ABOUT THIS TASK: Where does the word "conversations" occur in the entries below? Copy every line that has it.

DATA TO PROCESS:

'''

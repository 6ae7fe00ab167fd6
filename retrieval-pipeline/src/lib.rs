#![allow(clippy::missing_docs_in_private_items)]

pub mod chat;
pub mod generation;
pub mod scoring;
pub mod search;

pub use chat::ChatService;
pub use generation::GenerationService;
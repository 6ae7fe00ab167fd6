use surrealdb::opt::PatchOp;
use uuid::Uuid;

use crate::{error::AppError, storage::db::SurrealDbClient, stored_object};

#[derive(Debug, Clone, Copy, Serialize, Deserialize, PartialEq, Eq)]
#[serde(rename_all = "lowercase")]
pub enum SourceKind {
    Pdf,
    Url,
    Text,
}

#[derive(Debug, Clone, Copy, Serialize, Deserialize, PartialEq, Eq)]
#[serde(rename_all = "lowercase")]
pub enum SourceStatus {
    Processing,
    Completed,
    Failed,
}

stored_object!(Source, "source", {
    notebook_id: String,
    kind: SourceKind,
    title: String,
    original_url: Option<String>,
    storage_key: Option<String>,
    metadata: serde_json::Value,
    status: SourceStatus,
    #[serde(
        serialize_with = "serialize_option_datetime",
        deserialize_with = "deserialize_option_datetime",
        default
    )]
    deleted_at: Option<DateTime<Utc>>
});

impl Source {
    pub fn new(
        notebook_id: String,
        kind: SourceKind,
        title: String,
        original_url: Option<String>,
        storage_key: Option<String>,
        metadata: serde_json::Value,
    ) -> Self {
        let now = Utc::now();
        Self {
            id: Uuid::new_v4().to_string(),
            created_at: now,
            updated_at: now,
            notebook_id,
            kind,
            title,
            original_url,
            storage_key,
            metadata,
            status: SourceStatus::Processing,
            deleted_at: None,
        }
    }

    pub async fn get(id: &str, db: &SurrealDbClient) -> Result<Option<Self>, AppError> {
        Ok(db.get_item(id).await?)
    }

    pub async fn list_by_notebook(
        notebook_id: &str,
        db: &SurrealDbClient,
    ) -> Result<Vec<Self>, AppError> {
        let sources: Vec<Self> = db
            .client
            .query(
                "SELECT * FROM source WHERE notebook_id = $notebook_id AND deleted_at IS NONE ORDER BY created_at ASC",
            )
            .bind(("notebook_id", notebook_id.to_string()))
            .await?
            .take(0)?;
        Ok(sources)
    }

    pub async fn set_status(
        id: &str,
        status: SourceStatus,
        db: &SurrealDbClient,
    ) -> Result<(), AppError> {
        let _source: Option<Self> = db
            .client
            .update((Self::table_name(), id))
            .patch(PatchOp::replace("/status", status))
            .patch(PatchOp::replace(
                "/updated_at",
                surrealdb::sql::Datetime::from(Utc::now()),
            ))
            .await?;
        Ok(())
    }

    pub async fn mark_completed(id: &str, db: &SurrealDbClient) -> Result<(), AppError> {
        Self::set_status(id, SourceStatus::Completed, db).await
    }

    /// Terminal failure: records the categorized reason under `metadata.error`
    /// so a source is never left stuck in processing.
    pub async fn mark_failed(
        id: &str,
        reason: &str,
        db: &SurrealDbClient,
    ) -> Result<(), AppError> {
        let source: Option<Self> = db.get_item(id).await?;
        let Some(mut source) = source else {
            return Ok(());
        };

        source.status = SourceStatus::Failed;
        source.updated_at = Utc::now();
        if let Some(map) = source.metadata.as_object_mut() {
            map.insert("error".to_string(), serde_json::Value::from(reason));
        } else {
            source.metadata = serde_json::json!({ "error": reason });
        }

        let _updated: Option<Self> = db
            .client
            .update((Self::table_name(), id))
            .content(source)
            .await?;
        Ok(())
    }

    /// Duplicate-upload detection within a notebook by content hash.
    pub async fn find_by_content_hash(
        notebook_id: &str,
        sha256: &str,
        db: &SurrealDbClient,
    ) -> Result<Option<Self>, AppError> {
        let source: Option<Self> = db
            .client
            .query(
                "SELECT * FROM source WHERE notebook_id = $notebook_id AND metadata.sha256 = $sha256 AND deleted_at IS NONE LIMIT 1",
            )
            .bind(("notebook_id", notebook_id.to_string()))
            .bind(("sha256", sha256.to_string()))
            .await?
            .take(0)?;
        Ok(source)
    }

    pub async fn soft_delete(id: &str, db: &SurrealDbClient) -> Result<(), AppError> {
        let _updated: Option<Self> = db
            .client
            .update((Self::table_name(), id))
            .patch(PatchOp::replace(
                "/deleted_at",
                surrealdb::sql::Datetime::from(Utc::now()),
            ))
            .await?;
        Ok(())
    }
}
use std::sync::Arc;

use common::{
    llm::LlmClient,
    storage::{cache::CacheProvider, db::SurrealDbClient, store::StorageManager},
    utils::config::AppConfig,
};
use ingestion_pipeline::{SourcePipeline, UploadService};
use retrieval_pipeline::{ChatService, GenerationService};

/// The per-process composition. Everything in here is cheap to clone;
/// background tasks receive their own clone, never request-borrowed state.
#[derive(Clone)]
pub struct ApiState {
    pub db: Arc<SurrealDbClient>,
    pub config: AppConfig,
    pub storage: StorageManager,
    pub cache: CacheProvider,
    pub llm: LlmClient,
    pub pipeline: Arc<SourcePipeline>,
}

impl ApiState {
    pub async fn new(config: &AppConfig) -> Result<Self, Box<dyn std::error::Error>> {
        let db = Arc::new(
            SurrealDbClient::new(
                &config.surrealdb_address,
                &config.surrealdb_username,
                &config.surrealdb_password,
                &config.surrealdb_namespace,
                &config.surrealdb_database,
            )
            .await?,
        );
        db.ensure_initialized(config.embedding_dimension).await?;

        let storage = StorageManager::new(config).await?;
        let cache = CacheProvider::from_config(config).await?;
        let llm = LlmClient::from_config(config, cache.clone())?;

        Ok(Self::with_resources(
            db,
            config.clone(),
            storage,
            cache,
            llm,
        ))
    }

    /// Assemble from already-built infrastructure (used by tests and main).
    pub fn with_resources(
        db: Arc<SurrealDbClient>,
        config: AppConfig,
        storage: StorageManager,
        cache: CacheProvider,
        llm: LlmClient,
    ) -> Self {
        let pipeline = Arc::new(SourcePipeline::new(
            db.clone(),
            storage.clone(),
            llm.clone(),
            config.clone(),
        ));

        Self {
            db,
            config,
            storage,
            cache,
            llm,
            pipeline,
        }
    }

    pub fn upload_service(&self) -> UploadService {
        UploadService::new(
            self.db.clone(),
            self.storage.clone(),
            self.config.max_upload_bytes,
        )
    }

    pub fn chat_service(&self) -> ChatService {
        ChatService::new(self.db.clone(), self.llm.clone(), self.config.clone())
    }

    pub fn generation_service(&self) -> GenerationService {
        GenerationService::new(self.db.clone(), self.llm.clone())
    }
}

'''
'''

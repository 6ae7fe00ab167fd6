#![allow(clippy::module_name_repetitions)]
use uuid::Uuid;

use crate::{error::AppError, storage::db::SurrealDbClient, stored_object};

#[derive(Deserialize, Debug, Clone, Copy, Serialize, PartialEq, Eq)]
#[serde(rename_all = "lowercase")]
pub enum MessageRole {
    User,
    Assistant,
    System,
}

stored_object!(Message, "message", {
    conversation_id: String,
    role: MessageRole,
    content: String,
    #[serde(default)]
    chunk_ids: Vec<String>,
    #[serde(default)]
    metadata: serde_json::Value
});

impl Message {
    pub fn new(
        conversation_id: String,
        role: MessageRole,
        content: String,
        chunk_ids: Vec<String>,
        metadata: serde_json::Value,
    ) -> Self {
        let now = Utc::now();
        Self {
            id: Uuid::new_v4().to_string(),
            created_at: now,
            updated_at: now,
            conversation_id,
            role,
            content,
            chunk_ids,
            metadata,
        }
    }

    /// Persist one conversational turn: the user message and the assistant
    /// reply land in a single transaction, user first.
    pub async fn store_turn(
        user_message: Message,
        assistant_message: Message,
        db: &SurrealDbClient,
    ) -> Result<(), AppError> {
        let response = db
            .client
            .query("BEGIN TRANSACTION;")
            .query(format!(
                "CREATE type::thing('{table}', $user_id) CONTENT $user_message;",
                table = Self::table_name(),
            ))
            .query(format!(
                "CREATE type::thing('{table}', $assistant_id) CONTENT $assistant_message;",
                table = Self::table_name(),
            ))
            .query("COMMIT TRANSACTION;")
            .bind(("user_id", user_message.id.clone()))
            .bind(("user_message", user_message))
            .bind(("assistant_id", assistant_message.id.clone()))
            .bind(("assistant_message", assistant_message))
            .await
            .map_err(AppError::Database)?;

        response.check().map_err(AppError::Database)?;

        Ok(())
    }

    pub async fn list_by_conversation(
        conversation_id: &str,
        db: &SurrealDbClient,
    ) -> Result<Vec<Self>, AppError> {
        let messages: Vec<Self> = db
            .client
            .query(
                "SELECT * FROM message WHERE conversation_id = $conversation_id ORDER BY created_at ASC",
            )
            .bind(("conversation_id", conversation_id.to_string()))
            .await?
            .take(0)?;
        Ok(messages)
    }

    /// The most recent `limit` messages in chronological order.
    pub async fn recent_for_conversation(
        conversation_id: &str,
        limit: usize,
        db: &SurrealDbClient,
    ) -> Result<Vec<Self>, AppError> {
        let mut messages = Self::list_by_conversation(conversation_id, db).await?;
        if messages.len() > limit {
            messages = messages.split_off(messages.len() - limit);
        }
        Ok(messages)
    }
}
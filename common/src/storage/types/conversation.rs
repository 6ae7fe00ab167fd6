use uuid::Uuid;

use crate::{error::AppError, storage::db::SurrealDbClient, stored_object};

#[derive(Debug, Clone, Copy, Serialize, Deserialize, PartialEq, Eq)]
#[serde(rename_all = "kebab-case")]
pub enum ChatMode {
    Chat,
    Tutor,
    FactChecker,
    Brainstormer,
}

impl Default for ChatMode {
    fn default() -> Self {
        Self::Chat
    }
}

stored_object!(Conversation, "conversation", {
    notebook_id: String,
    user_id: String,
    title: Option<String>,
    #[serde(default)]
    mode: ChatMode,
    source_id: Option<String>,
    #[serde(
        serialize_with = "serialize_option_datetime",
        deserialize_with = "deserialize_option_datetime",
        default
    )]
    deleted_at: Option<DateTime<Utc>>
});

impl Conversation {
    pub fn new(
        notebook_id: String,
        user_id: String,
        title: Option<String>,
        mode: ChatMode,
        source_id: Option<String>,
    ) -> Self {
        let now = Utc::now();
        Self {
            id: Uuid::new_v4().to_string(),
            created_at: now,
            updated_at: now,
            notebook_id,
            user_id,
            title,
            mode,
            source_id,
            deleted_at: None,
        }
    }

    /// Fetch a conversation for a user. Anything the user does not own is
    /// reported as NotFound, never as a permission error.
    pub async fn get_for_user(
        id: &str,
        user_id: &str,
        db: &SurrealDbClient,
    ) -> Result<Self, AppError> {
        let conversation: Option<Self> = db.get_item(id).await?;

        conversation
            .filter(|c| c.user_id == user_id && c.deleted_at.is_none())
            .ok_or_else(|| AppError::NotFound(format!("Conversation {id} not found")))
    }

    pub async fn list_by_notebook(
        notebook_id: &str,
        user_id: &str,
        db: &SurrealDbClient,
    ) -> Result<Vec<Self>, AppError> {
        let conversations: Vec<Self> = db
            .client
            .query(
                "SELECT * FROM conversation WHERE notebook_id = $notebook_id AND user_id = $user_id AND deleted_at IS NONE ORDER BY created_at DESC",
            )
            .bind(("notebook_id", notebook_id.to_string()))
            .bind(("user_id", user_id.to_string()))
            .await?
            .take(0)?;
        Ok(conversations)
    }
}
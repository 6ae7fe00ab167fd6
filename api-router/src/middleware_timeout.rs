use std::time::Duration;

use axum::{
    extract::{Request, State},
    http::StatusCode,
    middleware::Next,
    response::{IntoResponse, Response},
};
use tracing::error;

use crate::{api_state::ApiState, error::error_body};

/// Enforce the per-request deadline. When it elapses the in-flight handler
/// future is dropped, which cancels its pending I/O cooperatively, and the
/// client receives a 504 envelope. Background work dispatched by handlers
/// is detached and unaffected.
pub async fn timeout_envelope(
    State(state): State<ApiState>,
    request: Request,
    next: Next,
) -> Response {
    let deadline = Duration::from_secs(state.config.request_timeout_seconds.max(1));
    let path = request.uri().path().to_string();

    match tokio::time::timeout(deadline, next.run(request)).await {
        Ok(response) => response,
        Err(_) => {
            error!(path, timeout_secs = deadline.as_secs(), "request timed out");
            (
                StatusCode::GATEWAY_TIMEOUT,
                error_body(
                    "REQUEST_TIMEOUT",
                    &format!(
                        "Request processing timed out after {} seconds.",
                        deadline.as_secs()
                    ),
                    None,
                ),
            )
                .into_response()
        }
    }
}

'''
'''

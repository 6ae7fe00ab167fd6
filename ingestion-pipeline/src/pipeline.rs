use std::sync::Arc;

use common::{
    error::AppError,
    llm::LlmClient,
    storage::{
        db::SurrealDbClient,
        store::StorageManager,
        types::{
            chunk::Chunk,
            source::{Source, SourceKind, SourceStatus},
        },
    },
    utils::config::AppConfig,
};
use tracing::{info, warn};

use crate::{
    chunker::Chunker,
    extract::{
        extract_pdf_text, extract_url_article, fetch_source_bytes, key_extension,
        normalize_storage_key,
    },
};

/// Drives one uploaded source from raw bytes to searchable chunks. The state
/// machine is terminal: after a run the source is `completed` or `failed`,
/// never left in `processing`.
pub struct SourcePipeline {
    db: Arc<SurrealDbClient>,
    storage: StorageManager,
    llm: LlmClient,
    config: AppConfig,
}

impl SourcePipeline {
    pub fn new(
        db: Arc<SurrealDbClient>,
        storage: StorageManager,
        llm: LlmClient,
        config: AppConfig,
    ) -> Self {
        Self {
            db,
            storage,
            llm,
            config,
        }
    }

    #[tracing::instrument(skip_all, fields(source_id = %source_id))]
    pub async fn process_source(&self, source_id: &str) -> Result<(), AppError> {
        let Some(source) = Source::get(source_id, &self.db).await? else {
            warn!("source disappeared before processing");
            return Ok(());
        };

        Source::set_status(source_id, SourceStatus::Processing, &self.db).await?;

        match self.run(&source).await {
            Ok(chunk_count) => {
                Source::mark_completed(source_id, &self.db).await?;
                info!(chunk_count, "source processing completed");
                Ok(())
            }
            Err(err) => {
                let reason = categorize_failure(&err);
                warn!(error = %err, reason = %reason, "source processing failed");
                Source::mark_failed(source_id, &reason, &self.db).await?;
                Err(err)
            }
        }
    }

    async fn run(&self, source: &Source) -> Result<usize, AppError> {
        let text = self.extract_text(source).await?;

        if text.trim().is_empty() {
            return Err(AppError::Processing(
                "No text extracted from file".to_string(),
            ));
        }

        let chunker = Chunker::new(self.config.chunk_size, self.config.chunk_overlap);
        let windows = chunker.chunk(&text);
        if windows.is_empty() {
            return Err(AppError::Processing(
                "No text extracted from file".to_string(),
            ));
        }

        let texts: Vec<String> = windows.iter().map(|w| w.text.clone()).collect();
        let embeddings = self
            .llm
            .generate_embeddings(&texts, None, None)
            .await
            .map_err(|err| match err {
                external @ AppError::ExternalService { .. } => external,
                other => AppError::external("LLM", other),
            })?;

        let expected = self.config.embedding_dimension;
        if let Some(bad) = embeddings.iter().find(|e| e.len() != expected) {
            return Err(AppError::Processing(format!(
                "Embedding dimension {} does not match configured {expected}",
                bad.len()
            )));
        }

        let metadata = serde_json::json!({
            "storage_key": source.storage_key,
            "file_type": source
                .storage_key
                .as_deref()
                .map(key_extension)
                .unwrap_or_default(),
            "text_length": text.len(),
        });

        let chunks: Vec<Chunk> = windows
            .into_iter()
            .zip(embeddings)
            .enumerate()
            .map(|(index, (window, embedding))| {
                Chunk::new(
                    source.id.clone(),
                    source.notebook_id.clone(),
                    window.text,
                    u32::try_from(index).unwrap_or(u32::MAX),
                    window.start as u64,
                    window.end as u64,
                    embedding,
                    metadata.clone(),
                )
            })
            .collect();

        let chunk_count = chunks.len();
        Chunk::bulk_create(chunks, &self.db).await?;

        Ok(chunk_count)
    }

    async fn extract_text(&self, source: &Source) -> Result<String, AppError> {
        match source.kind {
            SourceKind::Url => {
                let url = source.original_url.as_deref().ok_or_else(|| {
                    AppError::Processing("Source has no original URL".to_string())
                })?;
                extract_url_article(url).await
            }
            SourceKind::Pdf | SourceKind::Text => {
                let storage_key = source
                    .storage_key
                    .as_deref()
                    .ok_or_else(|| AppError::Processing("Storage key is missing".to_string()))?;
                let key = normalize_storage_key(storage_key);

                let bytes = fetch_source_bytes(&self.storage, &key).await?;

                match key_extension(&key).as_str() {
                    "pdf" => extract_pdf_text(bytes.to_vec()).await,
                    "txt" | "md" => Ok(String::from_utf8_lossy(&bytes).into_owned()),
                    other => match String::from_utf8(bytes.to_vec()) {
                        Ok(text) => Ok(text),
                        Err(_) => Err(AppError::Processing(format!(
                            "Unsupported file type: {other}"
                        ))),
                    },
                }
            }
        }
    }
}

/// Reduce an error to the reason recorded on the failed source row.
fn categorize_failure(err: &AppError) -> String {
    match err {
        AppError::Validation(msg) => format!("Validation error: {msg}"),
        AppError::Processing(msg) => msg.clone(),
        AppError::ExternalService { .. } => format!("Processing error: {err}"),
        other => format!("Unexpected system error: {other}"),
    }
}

'''

WRITTEN RESPONSE:
        let conversations: Vec<Self> = db
        Ok(conversations)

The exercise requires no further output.